Diabetic Retinopathy

Diabetic Retinopathy
(REH-tih-NOP-uh-thee)

is the medical term for the most common diabetes eye problem.

Diabetic retinopathy is the leading cause of blindness in American adults. It damages the blood vessels in the retina, the light-sensitive nerve tissue in your eye that sends visual images to your brain.

Blurred vision or temporary blindness can occur when blood vessels weaken, bulge and leak fluid into surrounding tissue, causing swelling – a condition called macular edema.
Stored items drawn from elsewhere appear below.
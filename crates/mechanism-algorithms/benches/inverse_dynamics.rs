//! Benchmarks RNEA on the same hand-built chain as `forward_kinematics.rs`.

use criterion::{criterion_group, criterion_main, Criterion};
use mechanism_algorithms::inverse_dynamics;
use mechanism_joint::revolute::JointModelRevolute;
use mechanism_model::{Mechanism, STANDARD_GRAVITY};
use mechanism_spatial::frame::FrameId;
use mechanism_spatial::{Rotation3, Symmetric3, Transform, Vector3};
use mechanism_spatial::SpatialInertia;
use mechanism_state::MechanismState;
use std::hint::black_box;

fn build_chain(nlinks: usize) -> Mechanism<f64> {
    let mut mechanism = Mechanism::new(*STANDARD_GRAVITY);
    let mut parent = mechanism.root_body();
    let root_frame = mechanism.bodies()[mechanism_model::WORLD_ID].default_frame;
    for i in 0..nlinks {
        let inertia = SpatialInertia::from_com_inertia(
            FrameId::new(0),
            1.0,
            Vector3::new(0.0, 0.0, -0.5),
            Symmetric3::identity(),
        );
        let joint = if i % 2 == 0 {
            JointModelRevolute::new_ry()
        } else {
            JointModelRevolute::new_rx()
        };
        let (next, _) = mechanism
            .attach(
                parent,
                &format!("link{i}"),
                mechanism_joint::JointWrapper::revolute(joint),
                Transform::new(root_frame, root_frame, Rotation3::identity(), Vector3::new(0.0, 0.0, -1.0)),
                Some(inertia),
            )
            .unwrap();
        parent = next;
    }
    mechanism
}

fn bench_inverse_dynamics(c: &mut Criterion) {
    let mechanism = build_chain(8);
    c.bench_function("inverse_dynamics_chain8", |b| {
        b.iter(|| {
            let mut state = MechanismState::zero(mechanism.clone());
            let nv = state.velocity().len();
            state.set_velocity(&vec![0.3; nv]).unwrap();
            black_box(inverse_dynamics(&mut state, &vec![1.0; nv], None).unwrap());
        });
    });
}

criterion_group!(benches, bench_inverse_dynamics);
criterion_main!(benches);
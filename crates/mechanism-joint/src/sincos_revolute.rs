//! Revolute joint parameterised by `(sin(theta), cos(theta))` instead of the bare angle:
//! `nq = 2`, `nv = 1`. Avoids the angle-wrapping discontinuity of [`crate::revolute`] at
//! the cost of a `normalize_configuration!` that rescales to unit norm.

use crate::{
    joint::{JointModel, JointType},
    limits::JointLimits,
};
use mechanism_spatial::{
    frame::FrameId, jacobian::GeometricJacobian, rotation::Rotation3, scalar::Scalar,
    spatial::SpatialVector, transform::Transform, vector3::Vector3,
};
use rand::rngs::ThreadRng;
use rand::Rng;

/// Model of a sin/cos-parameterised revolute joint.
#[derive(Clone, Debug)]
pub struct JointModelSinCosRevolute<T: Scalar> {
    pub axis: Vector3<T>,
    pub limits: JointLimits<T>,
}

impl<T: Scalar> JointModelSinCosRevolute<T> {
    #[must_use]
    pub fn new(axis: Vector3<T>) -> Self {
        Self {
            axis,
            limits: JointLimits::new_unbounded(2),
        }
    }

    /// Converts this joint model to another scalar type.
    #[must_use]
    pub fn cast<U: Scalar>(&self) -> JointModelSinCosRevolute<U> {
        JointModelSinCosRevolute {
            axis: self.axis.cast(),
            limits: self.limits.cast(),
        }
    }
}

impl<T: Scalar> JointModel<T> for JointModelSinCosRevolute<T> {
    fn get_joint_type(&self) -> JointType {
        JointType::SinCosRevolute
    }

    fn nq(&self) -> usize {
        2
    }

    fn nv(&self) -> usize {
        1
    }

    fn joint_transform(&self, before: FrameId, after: FrameId, q: &[T]) -> Transform<T> {
        debug_assert_eq!(q.len(), 2, "sin/cos revolute joint expects (sin, cos)");
        let angle = q[0].atan2(q[1]);
        let rotation = Rotation3::from_axis_angle(&self.axis, angle);
        Transform::new(before, after, rotation, Vector3::zeros())
    }

    fn motion_subspace(&self, _q: &[T]) -> GeometricJacobian<T> {
        let mut jacobian = GeometricJacobian::zero(1);
        jacobian.update_column(0, SpatialVector::from_parts(self.axis, Vector3::zeros()));
        jacobian
    }

    fn bias_acceleration(&self, _q: &[T], _v: &[T]) -> SpatialVector<T> {
        SpatialVector::zero()
    }

    fn configuration_derivative(&self, q: &[T], v: &[T]) -> Vec<T> {
        // d/dt sin(theta) = cos(theta) * theta_dot, d/dt cos(theta) = -sin(theta) * theta_dot
        vec![q[1] * v[0], -q[0] * v[0]]
    }

    fn velocity_to_configuration_derivative_jacobian(&self, q: &[T]) -> Vec<T> {
        // 2x1: rows (d(sin)/d(theta_dot), d(cos)/d(theta_dot)) = (cos(theta), -sin(theta))
        vec![q[1], -q[0]]
    }

    fn zero_configuration(&self, q: &mut [T]) {
        q[0] = T::zero();
        q[1] = T::one();
    }

    fn normalize_configuration(&self, q: &mut [T]) {
        let norm = (q[0] * q[0] + q[1] * q[1]).sqrt();
        q[0] = q[0] / norm;
        q[1] = q[1] / norm;
    }

    fn random_configuration(&self, q: &mut [T], rng: &mut ThreadRng) {
        let angle: f64 = rng.random_range(-std::f64::consts::PI..=std::f64::consts::PI);
        q[0] = T::from_f64(angle.sin());
        q[1] = T::from_f64(angle.cos());
    }
}

#[cfg(test)]
mod tests {
    use super::*;
    use approx::assert_relative_eq;

    #[test]
    fn normalize_rescales_to_unit_norm() {
        let joint: JointModelSinCosRevolute<f64> = JointModelSinCosRevolute::new(Vector3::new(0.0, 0.0, 1.0));
        let mut q = [3.0, 4.0];
        joint.normalize_configuration(&mut q);
        assert_relative_eq!(q[0] * q[0] + q[1] * q[1], 1.0, epsilon = 1e-9);
    }

    #[test]
    fn transform_angle_matches_atan2() {
        let joint: JointModelSinCosRevolute<f64> = JointModelSinCosRevolute::new(Vector3::new(0.0, 0.0, 1.0));
        let transform = joint.joint_transform(FrameId::new(0), FrameId::new(1), &[1.0, 0.0]);
        assert_relative_eq!(transform.rotation().angle(), std::f64::consts::FRAC_PI_2, epsilon = 1e-9);
    }

    #[test]
    fn velocity_jacobian_matches_configuration_derivative() {
        let joint: JointModelSinCosRevolute<f64> = JointModelSinCosRevolute::new(Vector3::new(0.0, 0.0, 1.0));
        let q = [0.6_f64.sin(), 0.6_f64.cos()];
        let v = [0.9];
        let direct = joint.configuration_derivative(&q, &v);
        let jac = joint.velocity_to_configuration_derivative_jacobian(&q);
        assert_relative_eq!(jac[0] * v[0], direct[0], epsilon = 1e-9);
        assert_relative_eq!(jac[1] * v[0], direct[1], epsilon = 1e-9);
    }
}
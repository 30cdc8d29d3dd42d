// src/journal/writer.rs
// Append-only journal file writer with on-demand directory creation.

use crate::error::{Result, ScribeError};
use chrono::NaiveDate;
use std::io::Write as _;
use std::path::{Path, PathBuf};
use tracing::instrument;

/// Separator between appended blocks in a daily file.
const BLOCK_SEPARATOR: &str = "\n---\n\n";

/// Path of the daily journal file for a date.
pub fn daily_path(journal_root: &Path, date: NaiveDate) -> PathBuf {
    journal_root
        .join("daily")
        .join(format!("{}-journal.md", date.format("%Y-%m-%d")))
}

/// Create a directory if needed, keeping permission failures distinct from
/// other I/O errors.
pub(crate) fn ensure_dir(dir: &Path) -> Result<()> {
    if dir.is_dir() {
        return Ok(());
    }
    std::fs::create_dir_all(dir).map_err(|e| ScribeError::from_io(e, dir))
}

/// Append a rendered block to the daily file for `date`, creating parent
/// directories on demand. Returns the file path.
///
/// Entries are appended, never replaced: re-running on the same commit
/// produces a duplicate entry, and the caller is responsible for dedup if it
/// wants it.
#[instrument(name = "journal.write", skip_all, fields(path))]
pub fn write_block(journal_root: &Path, date: NaiveDate, block: &str) -> Result<PathBuf> {
    let path = daily_path(journal_root, date);
    tracing::Span::current().record("path", path.display().to_string());

    if let Some(parent) = path.parent() {
        ensure_dir(parent)?;
    }

    let existing = path.exists() && std::fs::metadata(&path).map(|m| m.len() > 0).unwrap_or(false);
    let mut file = std::fs::OpenOptions::new()
        .create(true)
        .append(true)
        .open(&path)
        .map_err(|e| ScribeError::from_io(e, &path))?;

    if existing {
        file.write_all(BLOCK_SEPARATOR.as_bytes())
            .map_err(|e| ScribeError::from_io(e, &path))?;
    }
    file.write_all(block.as_bytes())
        .map_err(|e| ScribeError::from_io(e, &path))?;
    if !block.ends_with('\n') {
        file.write_all(b"\n")
            .map_err(|e| ScribeError::from_io(e, &path))?;
    }

    crate::telemetry::outcome_counter("journal.entries_written", true);
    Ok(path)
}

/// Append a rendered journal entry.
pub fn write_entry(
    journal_root: &Path,
    entry: &crate::journal::entry::JournalEntry,
    date: NaiveDate,
) -> Result<PathBuf> {
    write_block(journal_root, date, &entry.render_markdown())
}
Abnormal new blood vessels grow on the retina, where they can bleed into the eye and block vision.

As the disease progresses, the retina can detach from the eye, resulting in permanent blindness. But irreversible vision loss can be prevented with early detection and treatment. This is just one of the reasons it is so important to have your eyes checked on a regular basis. In addition to testing your vision, we will look for any symptoms of eye disease.

Retina damage happens slowly. Your retinas have tiny blood vessels that are easy to damage. Having high blood glucose and high blood pressure for a long time can damage these tiny blood vessels. 
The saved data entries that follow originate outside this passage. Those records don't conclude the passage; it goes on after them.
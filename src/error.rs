// src/error.rs
// Standardized error types for commit-scribe

use thiserror::Error;

/// Errors from the IDE chat store.
#[derive(Error, Debug)]
pub enum DbError {
    #[error("database not found: {0}")]
    NotFound(String),

    #[error("database access denied: {0}")]
    Access(String),

    #[error("unexpected database schema: {0}")]
    Schema(String),

    #[error("query failed: {0}")]
    Query(#[from] rusqlite::Error),
}

/// Errors from LLM providers.
#[derive(Error, Debug)]
pub enum AiError {
    #[error("AI request timed out after {0}s")]
    Timeout(u64),

    #[error("AI response did not match the expected schema: {0}")]
    InvalidResponse(String),

    #[error("AI provider failure: {0}")]
    ProviderFailure(String),

    #[error("AI API key is missing or invalid")]
    InvalidKey,
}

/// Main error type for the scribe library
#[derive(Error, Debug)]
pub enum ScribeError {
    #[error(transparent)]
    Db(#[from] DbError),

    #[error(transparent)]
    Ai(#[from] AiError),

    #[error("boundary detection was ambiguous: {0}")]
    BoundaryAmbiguous(String),

    #[error("section '{section}' failed: {reason}")]
    SectionFailed { section: String, reason: String },

    #[error("orchestration exceeded its {0}s budget")]
    OrchestrationTimeout(u64),

    #[error("permission denied: {0}")]
    Permission(String),

    #[error("I/O error: {0}")]
    Io(#[from] std::io::Error),

    #[error("invalid input: {0}")]
    BadRequest(String),

    #[error("git error: {0}")]
    Git(String),

    #[error("JSON serialization error: {0}")]
    Json(#[from] serde_json::Error),

    #[error("configuration error: {0}")]
    Config(String),

    #[error("task cancelled")]
    Cancelled,

    #[error(transparent)]
    Anyhow(#[from] anyhow::Error),
}

/// Convenience type alias for Result using ScribeError
pub type Result<T> = std::result::Result<T, ScribeError>;

impl ScribeError {
    /// Stable category string for telemetry attributes and tool responses.
    pub fn category(&self) -> &'static str {
        match self {
            Self::Db(DbError::NotFound(_)) => "DbNotFound",
            Self::Db(DbError::Access(_)) => "DbAccess",
            Self::Db(DbError::Schema(_)) => "DbSchema",
            Self::Db(DbError::Query(_)) => "DbQuery",
            Self::Ai(AiError::Timeout(_)) => "AiTimeout",
            Self::Ai(AiError::InvalidResponse(_)) => "AiInvalidResponse",
            Self::Ai(AiError::ProviderFailure(_)) => "AiProviderFailure",
            Self::Ai(AiError::InvalidKey) => "InvalidKey",
            Self::BoundaryAmbiguous(_) => "BoundaryAmbiguous",
            Self::SectionFailed { .. } => "SectionFailed",
            Self::OrchestrationTimeout(_) => "OrchestrationTimeout",
            Self::Permission(_) => "PermissionError",
            Self::Io(_) => "IoError",
            Self::BadRequest(_) => "BadRequest",
            Self::Git(_) => "GitError",
            Self::Json(_) => "JsonError",
            Self::Config(_) => "ConfigError",
            Self::Cancelled => "Cancelled",
            Self::Anyhow(_) => "Other",
        }
    }

    /// Actionable guidance for user-facing error results, where one exists.
    pub fn hint(&self) -> Option<&'static str> {
        match self {
            Self::Ai(AiError::InvalidKey) => {
                Some("set ai.api_key in .scribe.yml or export the provider's API key env var")
            }
            Self::BadRequest(_) => Some("pass {\"text\": \"...\"} as a mapping"),
            Self::Config(_) => Some("check .scribe.yml against the documented options"),
            _ => None,
        }
    }

    /// Process exit code for CLI wrappers: 1 generic, 2 invalid input, 3 missing config.
    pub fn exit_code(&self) -> i32 {
        match self {
            Self::BadRequest(_) => 2,
            Self::Config(_) | Self::Ai(AiError::InvalidKey) => 3,
            _ => 1,
        }
    }

    /// Map an I/O error, keeping permission failures distinct from other OS errors.
    pub fn from_io(err: std::io::Error, path: &std::path::Path) -> Self {
        if err.kind() == std::io::ErrorKind::PermissionDenied {
            Self::Permission(format!("{}: {}", path.display(), err))
        } else {
            Self::Io(err)
        }
    }
}

impl From<String> for ScribeError {
    fn from(s: String) -> Self {
        ScribeError::Git(s)
    }
}

impl From<tokio::task::JoinError> for ScribeError {
    fn from(err: tokio::task::JoinError) -> Self {
        if err.is_cancelled() {
            ScribeError::Cancelled
        } else {
            ScribeError::Anyhow(anyhow::anyhow!(err))
        }
    }
}

#[cfg(test)]
mod tests {
    use super::*;

    #[test]
    fn test_category_strings() {
        assert_eq!(
            ScribeError::Db(DbError::NotFound("x".into())).category(),
            "DbNotFound"
        );
        assert_eq!(ScribeError::Ai(AiError::InvalidKey).category(), "InvalidKey");
        assert_eq!(
            ScribeError::BadRequest("nope".into()).category(),
            "BadRequest"
        );
    }

    #[test]
    fn test_exit_codes() {
        assert_eq!(ScribeError::BadRequest("x".into()).exit_code(), 2);
        assert_eq!(ScribeError::Config("x".into()).exit_code(), 3);
        assert_eq!(ScribeError::Ai(AiError::InvalidKey).exit_code(), 3);
        assert_eq!(ScribeError::Git("x".into()).exit_code(), 1);
    }

    #[test]
    fn test_permission_mapped_distinctly() {
        let err = std::io::Error::new(std::io::ErrorKind::PermissionDenied, "denied");
        let mapped = ScribeError::from_io(err, std::path::Path::new("/tmp/j"));
        assert!(matches!(mapped, ScribeError::Permission(_)));

        let err = std::io::Error::new(std::io::ErrorKind::NotFound, "missing");
        let mapped = ScribeError::from_io(err, std::path::Path::new("/tmp/j"));
        assert!(matches!(mapped, ScribeError::Io(_)));
    }

    #[test]
    fn test_bad_request_hint() {
        let hint = ScribeError::BadRequest("string input".into()).hint();
        assert_eq!(hint, Some("pass {\"text\": \"...\"} as a mapping"));
    }
}
// src/journal/reader.rs
// Most recent prior entry, read back for continuity.

use crate::journal::entry::split_entries;
use crate::journal::writer::daily_path;
use chrono::NaiveDate;
use std::path::Path;
use tracing::debug;

/// Find the most recent entry at or before `date`.
///
/// Checks the current day's file first (an earlier commit today is the most
/// recent context), then walks backward over the daily directory listing.
/// Returns the raw Markdown of the last entry block, or None when the
/// journal has no history yet.
pub fn previous_entry(journal_root: &Path, date: NaiveDate) -> Option<String> {
    // Today's file may already hold entries from earlier commits.
    if let Some(block) = last_entry_of(&daily_path(journal_root, date)) {
        return Some(block);
    }

    let daily_dir = journal_root.join("daily");
    let mut dates: Vec<NaiveDate> = std::fs::read_dir(&daily_dir)
        .ok()?
        .filter_map(|e| e.ok())
        .filter_map(|e| parse_daily_date(&e.file_name().to_string_lossy()))
        .filter(|d| *d < date)
        .collect();
    dates.sort_unstable();

    for d in dates.into_iter().rev() {
        if let Some(block) = last_entry_of(&daily_path(journal_root, d)) {
            return Some(block);
        }
    }
    debug!(root = %journal_root.display(), "No prior journal entries found");
    None
}

/// Parse `YYYY-MM-DD-journal.md` into its date.
pub(crate) fn parse_daily_date(file_name: &str) -> Option<NaiveDate> {
    let stem = file_name.strip_suffix("-journal.md")?;
    NaiveDate::parse_from_str(stem, "%Y-%m-%d").ok()
}

fn last_entry_of(path: &Path) -> Option<String> {
    let content = std::fs::read_to_string(path).ok()?;
    split_entries(&content).last().map(|s| s.to_string())
}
First, these tiny blood vessels swell and weaken. Some blood vessels then become clogged and do not let enough blood through. At first, you might not have any loss of sight from these changes. This is why you need to have a comprehensive eye exam once a year even if your sight seems fine.

 

One of your eyes may be damaged more than the other. Or both eyes may have the same amount of damage.

As diabetic retina problems get worse, new blood vessels grow. These new blood vessels are weak. They break easily and leak blood into the vitreous of your eye. The leaking blood keeps light from reaching the retina.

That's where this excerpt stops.